September 30 – Truth and Reconciliation Day

September 30, 2021 was recently recognized as the National Day for Truth and Reconciliation.  The day honours the lost children and survivors of residential schools, their families, and communities.  Public commemoration of this tragic and painful history and the ongoing impacts is viewed as a vital component of the reconciliation process. On June 3, 2021, the day was recognized by the Government of Canada as a federal statutory holiday. Pursuant to this, the Chiefs Executive Council recently approved for Tłı̨chǫ Government offices to be closed on September 30th in recognition of the National Day for Truth and Reconciliation.

September 30 is also recognized as Orange Shirt Day.  Orange Shirt Day is an Indigenous-led grassroots commemorative day that honours the children who survived Indian Residential Schools and remembers those who did not. An orange shirt was chosen as it relates to the experiences of Phyllis Webstad, a Northern Shuswap who, on her first day of residential school, had her new orange shirt taken from her.  The orange shirt is now a symbol of the stripping away of culture, freedom and self-esteem experienced by Indigenous children over generations. The National Center for Truth and Reconciliation (NCTR) is encouraging everyone across the country to mark September 30 by wearing orange shirts and ‘lighting up’ the country orange.

The NCTR, in partnership with APTN, CBC/Radio Canada, Insight Productions and Canadian Heritage is producing a new broadcast special, Nation Day for Truth and Reconciliation. The production will broadcast and stream live on September 30 on APTN, CBC and CBC Gem.

Given the solemn nature of this holiday, some may experience sadness, anxiety, anger or other distressful emotions.  Please remember there are mental health supports available to you. 
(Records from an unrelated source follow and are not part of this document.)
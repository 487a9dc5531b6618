// SPDX-License-Identifier: Apache-2.0
// Copyright 2025 itsakeyfut
//
// Licensed under the Apache License, Version 2.0 (the "License");
// you may not use this file except in compliance with the License.
// You may obtain a copy of the License at
//
//     http://www.apache.org/licenses/LICENSE-2.0
//
// Unless required by applicable law or agreed to in writing, software
// distributed under the License is distributed on an "AS IS" BASIS,
// WITHOUT WARRANTIES OR CONDITIONS OF ANY KIND, either express or implied.
// See the License for the specific language governing permissions and
// limitations under the License.

//! Multi-sector reads with retry
//!
//! A read starts at the location of the last SetLoc and transfers one sector
//! per data ready interrupt into an internal buffer. Errors reported by the
//! drive are retried by seeking to the first missing sector and issuing ReadN
//! again, until the attempt budget is spent. Retries are driven from
//! [`CdDriver::read_sync`], so it has to be called (blocking once, or
//! polling repeatedly) for a read to make progress after an error.
//!
//! ```text
//!         read()            last sector
//! Idle ─────────> Reading ─────────────> Complete
//!                  │   ▲
//!          error   │   │ SetLoc + ReadN (budget left)
//!                  ▼   │
//!              retry pending ──────────> Error (budget spent)
//!
//! read_break(): Reading ──> Aborted
//! ```

use std::mem;

use super::commands::{Command, Param};
use super::driver::{invoke, Callback, CdDriver, InterruptContext, SyncMode};
use super::{CdBus, IntrResult, ModeFlags, Position, StatusFlags};
use crate::core::error::{CdRomError, Result};

/// State of the current (or last) read
#[derive(Debug, Clone, Copy, PartialEq, Eq, Default)]
pub enum ReadState {
    /// No read has been started
    #[default]
    Idle,
    /// Sectors are being transferred
    Reading,
    /// All sectors were transferred
    Complete,
    /// The attempt budget was spent
    Error,
    /// The read was cancelled with [`CdDriver::read_break`]
    Aborted,
}

#[derive(Default)]
pub(super) struct ReadRequest {
    pub(super) state: ReadState,
    start_lba: i32,
    sectors: usize,
    done: usize,
    sector_size: usize,
    mode: ModeFlags,
    attempts: u32,
    attempt: u32,
    retry_pending: bool,
    last_status: StatusFlags,
    buffer: Vec<u8>,
    pub(super) saved_ready: Option<Callback>,
}

impl ReadRequest {
    pub(super) fn is_active(&self) -> bool {
        self.state == ReadState::Reading
    }
}

impl<B: CdBus> CdDriver<B> {
    /// Start reading `sectors` sectors from the last SetLoc location
    ///
    /// Equivalent to [`read_retry`](Self::read_retry) with a single attempt.
    pub fn read(&mut self, sectors: usize, mode: ModeFlags) -> Result<()> {
        self.read_retry(sectors, mode, 1)
    }

    /// Start reading `sectors` sectors, retrying up to `attempts` times
    ///
    /// The ready callback is suspended until the read ends. Sector payloads
    /// are 2048 bytes, or 2340 bytes when `mode` contains
    /// [`ModeFlags::SIZE_2340`].
    ///
    /// # Returns
    ///
    /// - `Ok(())` once ReadN has been acknowledged
    /// - `Err(CdRomError::ControllerBusy)` if a read is already in progress
    /// - `Err(CdRomError::InvalidParameter)` if `sectors` is zero
    pub fn read_retry(&mut self, sectors: usize, mode: ModeFlags, attempts: u32) -> Result<()> {
        if self.read.is_active() {
            return Err(CdRomError::ControllerBusy);
        }
        if sectors == 0 {
            return Err(CdRomError::InvalidParameter(Command::ReadN));
        }

        let sector_size = mode.sector_size();
        let start_lba = self.core.last_position().to_lba();
        log::debug!(
            "CD-ROM: read {} sector(s) at LBA {} ({} bytes each, {} attempt(s))",
            sectors,
            start_lba,
            sector_size,
            attempts.max(1)
        );

        let saved_ready = self.callbacks.ready.take();
        self.read = ReadRequest {
            state: ReadState::Reading,
            start_lba,
            sectors,
            done: 0,
            sector_size,
            mode,
            attempts: attempts.max(1),
            attempt: 1,
            retry_pending: false,
            last_status: StatusFlags::empty(),
            buffer: vec![0; sectors * sector_size],
            saved_ready,
        };

        let started = self
            .control(Command::SetMode, Some(&Param::Mode(mode)))
            .and_then(|_| self.control(Command::ReadN, None));
        if let Err(e) = started {
            self.end_read(ReadState::Error);
            return Err(e);
        }
        Ok(())
    }

    /// Wait for (or query) the current read
    ///
    /// Drives pending retries.
    ///
    /// # Returns
    ///
    /// - `Ok(0)` once every sector has been transferred
    /// - `Ok(n)` with the sectors still missing, when polling
    /// - `Err(CdRomError::ReadError)` if the attempt budget was spent
    /// - `Err(CdRomError::Aborted)` if the read was cancelled
    /// - `Err(CdRomError::Timeout)` if the drive stopped delivering sectors
    pub fn read_sync(&mut self, mode: SyncMode) -> Result<usize> {
        match mode {
            SyncMode::Poll => {
                self.service();
                self.advance_read()
            }
            SyncMode::Block => {
                let budget = self.core.config.read_timeout;
                let mut progress = self.read.done;
                loop {
                    let remaining = self.wait_for("sector data", budget, |cd| {
                        match cd.advance_read() {
                            Ok(0) => Some(Ok(0)),
                            Ok(_) if cd.read.done != progress => Some(Ok(cd.read.sectors - cd.read.done)),
                            Ok(_) => None,
                            Err(e) => Some(Err(e)),
                        }
                    })??;
                    if remaining == 0 {
                        return Ok(0);
                    }
                    progress = self.read.done;
                }
            }
        }
    }

    fn advance_read(&mut self) -> Result<usize> {
        match self.read.state {
            ReadState::Idle | ReadState::Complete => Ok(0),
            ReadState::Error => Err(CdRomError::ReadError {
                attempts: self.read.attempt,
            }),
            ReadState::Aborted => Err(CdRomError::Aborted),
            ReadState::Reading => {
                if self.read.retry_pending {
                    self.retry_read()?;
                }
                Ok(self.read.sectors - self.read.done)
            }
        }
    }

    fn retry_read(&mut self) -> Result<()> {
        self.read.retry_pending = false;
        self.read.attempt += 1;

        let resume = self.read.start_lba + self.read.done as i32;
        log::warn!(
            "CD-ROM: retrying read at LBA {} (attempt {}/{}, status {:?})",
            resume,
            self.read.attempt,
            self.read.attempts,
            self.read.last_status
        );

        let mode = self.read.mode;
        let restarted = self
            .control(Command::SetLoc, Some(&Param::Loc(Position::from_lba(resume))))
            .and_then(|_| self.control(Command::SetMode, Some(&Param::Mode(mode))))
            .and_then(|_| self.control(Command::ReadN, None));

        match restarted {
            Ok(_) => Ok(()),
            Err(e) if self.read.attempt < self.read.attempts => {
                log::warn!("CD-ROM: retry could not be started: {}", e);
                self.read.retry_pending = true;
                Ok(())
            }
            Err(e) => {
                log::warn!("CD-ROM: giving up on read: {}", e);
                self.fail_read(&[self.read.last_status.bits()]);
                Err(CdRomError::ReadError {
                    attempts: self.read.attempt,
                })
            }
        }
    }

    /// Cancel the current read
    ///
    /// Sends Pause without waiting; the drive may still be spinning down
    /// when this returns, check [`status`](Self::status) to confirm. The
    /// read callback is not called.
    pub fn read_break(&mut self) -> Result<()> {
        if !self.read.is_active() {
            return Ok(());
        }
        log::debug!(
            "CD-ROM: read aborted after {}/{} sector(s)",
            self.read.done,
            self.read.sectors
        );
        self.end_read(ReadState::Aborted);
        self.core.control_f(Command::Pause, None)
    }

    /// State of the current or last read
    pub fn read_state(&self) -> ReadState {
        self.read.state
    }

    /// Sectors transferred so far by the current or last read
    pub fn sectors_read(&self) -> usize {
        self.read.done
    }

    /// Take the buffer of a completed read
    ///
    /// # Returns
    ///
    /// - `Some(data)` once, after the read completed
    /// - `None` if no completed read is waiting
    pub fn take_read_data(&mut self) -> Option<Vec<u8>> {
        if self.read.state != ReadState::Complete || self.read.buffer.is_empty() {
            return None;
        }
        Some(mem::take(&mut self.read.buffer))
    }

    /// Read `count` sectors starting at `lba`, blocking until done
    ///
    /// # Returns
    ///
    /// - `Ok(data)` with `count` sector payloads back to back
    /// - `Err(CdRomError::SeekError)` if SetLoc was rejected
    /// - `Err(CdRomError::ReadError)` if the read failed
    pub fn read_sectors(
        &mut self,
        lba: i32,
        count: usize,
        mode: ModeFlags,
        attempts: u32,
    ) -> Result<Vec<u8>> {
        self.control(Command::SetLoc, Some(&Param::Loc(Position::from_lba(lba))))
            .map_err(|e| {
                log::warn!("CD-ROM: seek to LBA {} failed: {}", lba, e);
                CdRomError::SeekError
            })?;
        self.read_retry(count, mode, attempts)?;
        if let Err(e) = self.read_sync(SyncMode::Block) {
            if self.read.is_active() {
                if let Err(brk) = self.read_break() {
                    log::warn!("CD-ROM: failed to stop stalled read: {}", brk);
                }
            }
            return Err(e);
        }
        self.take_read_data().ok_or(CdRomError::ReadError {
            attempts: self.read.attempt,
        })
    }

    pub(super) fn read_data_ready(&mut self, response: &[u8]) {
        let read = &mut self.read;
        if let Some(&status) = response.first() {
            read.last_status = StatusFlags::from_bits_retain(status);
        }
        if read.retry_pending || read.done >= read.sectors {
            return;
        }

        let offset = read.done * read.sector_size;
        let dst = &mut read.buffer[offset..offset + read.sector_size];
        if let Err(e) = self.core.get_sector(dst) {
            log::warn!("CD-ROM: sector transfer failed: {}", e);
            self.read_failed(response);
            return;
        }

        read.done += 1;
        log::trace!("CD-ROM: sector {}/{} transferred", read.done, read.sectors);

        if read.done == read.sectors {
            if let Err(e) = self.core.control_f(Command::Pause, None) {
                log::warn!("CD-ROM: failed to pause after read: {}", e);
            }
            self.end_read(ReadState::Complete);
            invoke(
                &mut self.callbacks.read,
                &mut self.core,
                IntrResult::Complete,
                response,
            );
        }
    }

    pub(super) fn read_failed(&mut self, response: &[u8]) {
        if let Some(&status) = response.first() {
            self.read.last_status = StatusFlags::from_bits_retain(status);
        }
        if self.read.retry_pending {
            return;
        }
        if self.read.attempt < self.read.attempts {
            log::warn!(
                "CD-ROM: read error at sector {}/{} (status {:?})",
                self.read.done,
                self.read.sectors,
                self.read.last_status
            );
            self.read.retry_pending = true;
        } else {
            self.fail_read(response);
        }
    }

    fn fail_read(&mut self, response: &[u8]) {
        log::warn!(
            "CD-ROM: read failed after {} attempt(s), {}/{} sector(s) transferred",
            self.read.attempt,
            self.read.done,
            self.read.sectors
        );
        self.end_read(ReadState::Error);
        invoke(
            &mut self.callbacks.read,
            &mut self.core,
            IntrResult::DiskError,
            response,
        );
    }

    fn end_read(&mut self, state: ReadState) {
        self.read.state = state;
        self.read.retry_pending = false;
        self.callbacks.ready = self.read.saved_ready.take();
    }
}
// SPDX-License-Identifier: Apache-2.0
// Copyright 2025 itsakeyfut
//
// Licensed under the Apache License, Version 2.0 (the "License");
// you may not use this file except in compliance with the License.
// You may obtain a copy of the License at
//
//     http://www.apache.org/licenses/LICENSE-2.0
//
// Unless required by applicable law or agreed to in writing, software
// distributed under the License is distributed on an "AS IS" BASIS,
// WITHOUT WARRANTIES OR CONDITIONS OF ANY KIND, either express or implied.
// See the License for the specific language governing permissions and
// limitations under the License.

//! CD-ROM controller driver for the PlayStation
//!
//! This module drives the CXD2510Q CD-ROM controller through its four
//! memory-mapped registers. It provides:
//! - Command issue with parameter encoding and acknowledge tracking
//! - Interrupt dispatch to user callbacks
//! - Sector transfer out of the controller's data buffer
//! - Multi-sector reads with automatic retry
//! - Region query, drive unlock and CD-DA playback helpers
//!
//! # CD-ROM Commands
//!
//! | Command | Name       | Parameters        | Blocking |
//! |---------|------------|-------------------|----------|
//! | 0x01    | Nop        | -                 | no       |
//! | 0x02    | SetLoc     | MM SS FF (BCD)    | no       |
//! | 0x03    | Play       | [track]           | no       |
//! | 0x06    | ReadN      | [location]        | no       |
//! | 0x09    | Pause      | -                 | yes      |
//! | 0x0A    | Init       | -                 | yes      |
//! | 0x0E    | SetMode    | mode              | no       |
//! | 0x12    | SetSession | session           | yes      |
//! | 0x15    | SeekL      | [location]        | yes      |
//! | 0x19    | Test       | sub-function, ... | no       |
//! | 0x1A    | GetID      | -                 | yes      |
//! | 0x1E    | ReadTOC    | -                 | yes      |
//!
//! Blocking commands deliver a second response (INT2 on success, INT5 on
//! failure) after the acknowledge; [`CdDriver::sync`] waits for it.
//!
//! # Interrupts
//!
//! - INT1: Data ready (a sector is waiting in the data buffer)
//! - INT2: Command complete (second response of a blocking command)
//! - INT3: Acknowledge (first response of every command)
//! - INT4: Data end (end of track reached with auto pause enabled)
//! - INT5: Disk error

mod audio;
mod bus;
mod commands;
mod driver;
mod read;
mod region;
mod transfer;
mod wait;

pub use audio::CdVolume;
pub use bus::{CdBus, HwStatus, REG_COMMAND, REG_PARAMETER, REG_REQUEST, REG_STATUS};
pub use commands::{Command, Packet, Param, ParamShape};
pub use driver::{Callback, CdDriver, InterruptContext, SyncMode};
pub use read::ReadState;
pub use region::Region;
pub use transfer::TransferStatus;
pub use wait::Deadline;

use bitflags::bitflags;
use serde::Serialize;

/// Size of a data sector payload in bytes
pub const SECTOR_SIZE: usize = 2048;

/// Size of a sector payload in whole-sector mode (header and subheader included)
pub const SECTOR_SIZE_WHOLE: usize = 2340;

/// Size of a raw sector on disc
pub const RAW_SECTOR_SIZE: usize = 2352;

/// Sectors per second of disc time
pub const SECTORS_PER_SECOND: i32 = 75;

/// Sectors in the 2-second lead-in before LBA 0
pub const LEAD_IN_SECTORS: i32 = 150;

/// Last address expressible as MSF (99:59:74)
pub const MAX_LBA: i32 = (99 * 60 + 59) * SECTORS_PER_SECOND + 74 - LEAD_IN_SECTORS;

/// Convert a BCD byte to decimal
#[inline]
pub fn bcd_to_dec(bcd: u8) -> u8 {
    (bcd >> 4) * 10 + (bcd & 0x0F)
}

/// Convert a decimal value (0-99) to BCD
#[inline]
pub fn dec_to_bcd(dec: u8) -> u8 {
    ((dec / 10) << 4) | (dec % 10)
}

/// Check that both nibbles of a BCD byte are decimal digits
#[inline]
pub fn is_valid_bcd(bcd: u8) -> bool {
    (bcd >> 4) < 10 && (bcd & 0x0F) < 10
}

/// Disc position in MSF (Minute:Second:Sector) format
///
/// Values are stored as decimal; BCD is only used on the wire. The track
/// field is informational and filled in by table-of-contents queries.
#[derive(Debug, Clone, Copy, PartialEq, Eq, Hash, Default, Serialize)]
pub struct Position {
    /// Minute (0-99)
    pub minute: u8,
    /// Second (0-59)
    pub second: u8,
    /// Sector (0-74)
    pub sector: u8,
    /// Track number (0 when unknown)
    pub track: u8,
}

impl Position {
    /// Create a new position
    pub fn new(minute: u8, second: u8, sector: u8) -> Self {
        Self {
            minute,
            second,
            sector,
            track: 0,
        }
    }

    /// Convert MSF to a logical block address
    ///
    /// LBA = (minute * 60 + second) * 75 + sector - 150
    ///
    /// # Example
    ///
    /// ```
    /// use psrx_cdfs::core::cdrom::Position;
    ///
    /// assert_eq!(Position::new(0, 2, 16).to_lba(), 16);
    /// ```
    pub fn to_lba(&self) -> i32 {
        (self.minute as i32 * 60 + self.second as i32) * SECTORS_PER_SECOND + self.sector as i32
            - LEAD_IN_SECTORS
    }

    /// Convert a logical block address to MSF
    ///
    /// Addresses inside the lead-in clamp to 00:00:00, addresses past
    /// [`MAX_LBA`] clamp to 99:59:74.
    pub fn from_lba(lba: i32) -> Self {
        let total = (lba.min(MAX_LBA) + LEAD_IN_SECTORS).max(0);
        let minute = (total / SECTORS_PER_SECOND / 60) as u8;
        let second = ((total / SECTORS_PER_SECOND) % 60) as u8;
        let sector = (total % SECTORS_PER_SECOND) as u8;
        Self::new(minute, second, sector)
    }

    /// Encode as three BCD bytes (minute, second, sector)
    pub fn to_bcd(&self) -> [u8; 3] {
        [
            dec_to_bcd(self.minute),
            dec_to_bcd(self.second),
            dec_to_bcd(self.sector),
        ]
    }

    /// Decode three BCD bytes (minute, second, sector)
    ///
    /// # Returns
    ///
    /// - `Some(Position)` if at least three valid BCD bytes were given
    /// - `None` otherwise
    pub fn from_bcd(bytes: &[u8]) -> Option<Self> {
        let [m, s, f] = *bytes.first_chunk::<3>()?;
        if !(is_valid_bcd(m) && is_valid_bcd(s) && is_valid_bcd(f)) {
            return None;
        }
        Some(Self::new(bcd_to_dec(m), bcd_to_dec(s), bcd_to_dec(f)))
    }
}

impl std::fmt::Display for Position {
    fn fmt(&self, f: &mut std::fmt::Formatter<'_>) -> std::fmt::Result {
        write!(f, "{:02}:{:02}:{:02}", self.minute, self.second, self.sector)
    }
}

bitflags! {
    /// Drive status byte returned with most responses
    #[derive(Debug, Clone, Copy, PartialEq, Eq, Hash, Default)]
    pub struct StatusFlags: u8 {
        /// Invalid command or parameter
        const ERROR = 0x01;
        /// Spindle motor running
        const STANDBY = 0x02;
        /// Seek failed
        const SEEK_ERROR = 0x04;
        /// Disc not licensed or not recognized
        const ID_ERROR = 0x08;
        /// Lid has been opened since the last status poll
        const SHELL_OPEN = 0x10;
        /// Reading data sectors
        const READ = 0x20;
        /// Seeking
        const SEEK = 0x40;
        /// Playing CD-DA
        const PLAY = 0x80;
    }
}

impl StatusFlags {
    /// True while the drive is reading, seeking or playing
    pub fn is_busy(self) -> bool {
        self.intersects(Self::READ | Self::SEEK | Self::PLAY)
    }
}

bitflags! {
    /// Drive mode set with SetMode
    #[derive(Debug, Clone, Copy, PartialEq, Eq, Hash, Default)]
    pub struct ModeFlags: u8 {
        /// Allow CD-DA playback
        const CDDA = 0x01;
        /// Pause at the end of a track
        const AUTO_PAUSE = 0x02;
        /// Report position while playing
        const REPORT = 0x04;
        /// Enable XA sector filter
        const XA_FILTER = 0x08;
        /// Ignore sector size
        const IGNORE = 0x10;
        /// Deliver 2340-byte sectors instead of 2048
        const SIZE_2340 = 0x20;
        /// Send XA-ADPCM sectors to the SPU
        const XA_ADPCM = 0x40;
        /// Double speed
        const SPEED = 0x80;
    }
}

impl ModeFlags {
    /// Payload size in bytes of one sector in this mode
    pub fn sector_size(self) -> usize {
        if self.contains(Self::SIZE_2340) {
            SECTOR_SIZE_WHOLE
        } else {
            SECTOR_SIZE
        }
    }
}

/// Interrupt cause, as reported in the interrupt flag register
#[derive(Debug, Clone, Copy, PartialEq, Eq, Hash, Serialize)]
#[repr(u8)]
pub enum IntrResult {
    /// No interrupt pending
    NoIntr = 0,
    /// INT1: sector data ready
    DataReady = 1,
    /// INT2: command complete
    Complete = 2,
    /// INT3: command acknowledged
    Acknowledge = 3,
    /// INT4: end of track
    DataEnd = 4,
    /// INT5: error
    DiskError = 5,
}

impl IntrResult {
    /// Decode the low three bits of the interrupt flag register
    pub fn from_flag(flag: u8) -> Self {
        match flag & 0x07 {
            1 => Self::DataReady,
            2 => Self::Complete,
            3 => Self::Acknowledge,
            4 => Self::DataEnd,
            5 => Self::DiskError,
            _ => Self::NoIntr,
        }
    }
}

#[cfg(test)]
mod tests {
    use super::*;
    use proptest::prelude::*;

    #[test]
    fn test_bcd_conversion() {
        assert_eq!(bcd_to_dec(0x00), 0);
        assert_eq!(bcd_to_dec(0x59), 59);
        assert_eq!(bcd_to_dec(0x74), 74);
        assert_eq!(dec_to_bcd(74), 0x74);
        assert_eq!(dec_to_bcd(9), 0x09);
        assert!(!is_valid_bcd(0x1A));
    }

    #[test]
    fn test_position_lead_in_offset() {
        assert_eq!(Position::new(0, 2, 0).to_lba(), 0);
        assert_eq!(Position::from_lba(0), Position::new(0, 2, 0));
        assert_eq!(Position::from_lba(16), Position::new(0, 2, 16));
        assert_eq!(Position::from_lba(75 * 60), Position::new(1, 2, 0));
    }

    #[test]
    fn test_position_bcd_encoding() {
        let pos = Position::new(12, 34, 56);
        assert_eq!(pos.to_bcd(), [0x12, 0x34, 0x56]);
        assert_eq!(Position::from_bcd(&[0x12, 0x34, 0x56, 0xFF]), Some(pos));
        assert_eq!(Position::from_bcd(&[0x12, 0x34]), None);
        assert_eq!(Position::from_bcd(&[0x1F, 0x00, 0x00]), None);
    }

    #[test]
    fn test_from_lba_clamps_to_range() {
        assert_eq!(Position::from_lba(-200), Position::new(0, 0, 0));
        assert_eq!(Position::from_lba(MAX_LBA), Position::new(99, 59, 74));
        assert_eq!(Position::from_lba(MAX_LBA + 1_000), Position::new(99, 59, 74));
    }

    #[test]
    fn test_status_busy() {
        assert!(StatusFlags::READ.is_busy());
        assert!((StatusFlags::STANDBY | StatusFlags::PLAY).is_busy());
        assert!(!(StatusFlags::STANDBY | StatusFlags::SHELL_OPEN).is_busy());
    }

    #[test]
    fn test_mode_sector_size() {
        assert_eq!(ModeFlags::SPEED.sector_size(), 2048);
        assert_eq!((ModeFlags::SPEED | ModeFlags::SIZE_2340).sector_size(), 2340);
    }

    #[test]
    fn test_intr_from_flag() {
        assert_eq!(IntrResult::from_flag(0xE3), IntrResult::Acknowledge);
        assert_eq!(IntrResult::from_flag(0x05), IntrResult::DiskError);
        assert_eq!(IntrResult::from_flag(0x00), IntrResult::NoIntr);
    }

    proptest! {
        #[test]
        fn prop_lba_round_trip(lba in 0i32..(100 * 60 * 75 - 150)) {
            prop_assert_eq!(Position::from_lba(lba).to_lba(), lba);
        }

        #[test]
        fn prop_bcd_round_trip(value in 0u8..100) {
            prop_assert_eq!(bcd_to_dec(dec_to_bcd(value)), value);
        }
    }
}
  • Former Residential School students can call 1-866-925-4419 for emotional crisis referral services and information on other health supports from the Government of Canada.
  • Indigenous peoples across Canada can also go to The Hope for Wellness Help Line 24 hours a day, 7 days a week for counselling and crisis intervention. Call the toll-free Help Line at 1-855-242-3310 or connect to the online chat.
  • The Tłı̨chǫ Community Services Agency (TCSA) offers mental health services open to anyone in the region.  There are 3-4 counsellors on staff in Behchokǫ̀ for adults and 2 child and youth counsellors.  One of these staff is from the local community, two are not. They offer drop-in as well as scheduled appointments, phone or Zoom is also available now.  Counsellors will even go for a walk with their client and normally do home visits (cannot now due to COVID-19). There is no waitlist and no cost for this service.  The TCSA also has mental health services available in Whatì including an adult counsellor. Child and Youth Care counselling is available virtually. Wekweètì and Gamètì are serviced by Behchokǫ̀ counsellors, where the counsellor provides virtual services as well as a trip to the community once per month.